The lines of the records that include "Debug" should all be copied.

THE INPUT START

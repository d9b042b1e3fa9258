// src/cli.rs
use std::path::PathBuf;

use chrono::NaiveDate;
use clap::{Args, Parser, Subcommand};
use portal::{CategoryId, ExportFormat};

use crate::core::state::PageId;

#[derive(Parser, Debug)]
#[command(name = "desk", version, about = "Volunteer Hub terminal desk")]
pub struct Cli {
    /// Portal base URL (overrides `portal.base_url` from the config file)
    #[arg(long, global = true, value_name = "URL")]
    pub base_url: Option<String>,

    #[command(subcommand)]
    pub cmd: Cmd,
}

#[derive(Subcommand, Debug)]
pub enum Cmd {
    /// Run interactive TUI
    Run {
        #[command(subcommand)]
        mode: Option<RunMode>,
    },
    /// Export opportunities without the TUI
    Export(ExportArgs),
    /// Health probe (scripts/monitoring)
    Health,
}

#[derive(Subcommand, Debug, Clone, Copy, PartialEq, Eq)]
pub enum RunMode {
    Opportunities,
    Export,
    Signup,
    NewOpportunity,
}

impl From<RunMode> for PageId {
    fn from(mode: RunMode) -> Self {
        match mode {
            RunMode::Opportunities => PageId::Opportunities,
            RunMode::Export => PageId::Export,
            RunMode::Signup => PageId::Signup,
            RunMode::NewOpportunity => PageId::NewOpportunity,
        }
    }
}

#[derive(Args, Debug, Clone)]
pub struct ExportArgs {
    #[arg(long, default_value_t = ExportFormat::Csv)]
    pub format: ExportFormat,
    /// First date to include (YYYY-MM-DD)
    #[arg(long = "from", value_name = "DATE")]
    pub date_from: Option<NaiveDate>,
    /// Last date to include (YYYY-MM-DD)
    #[arg(long = "to", value_name = "DATE")]
    pub date_to: Option<NaiveDate>,
    /// Category id, repeatable
    #[arg(long = "category", value_name = "ID")]
    pub categories: Vec<CategoryId>,
    #[arg(long)]
    pub filename: Option<String>,
    /// Target directory (defaults to the configured download dir)
    #[arg(long, value_name = "DIR")]
    pub out: Option<PathBuf>,
}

THE INPUT END

ANSWER FOR THIS EXERCISE:
#[derive(Parser, Debug)]
#[derive(Subcommand, Debug)]
#[derive(Subcommand, Debug, Clone, Copy, PartialEq, Eq)]
#[derive(Args, Debug, Clone)]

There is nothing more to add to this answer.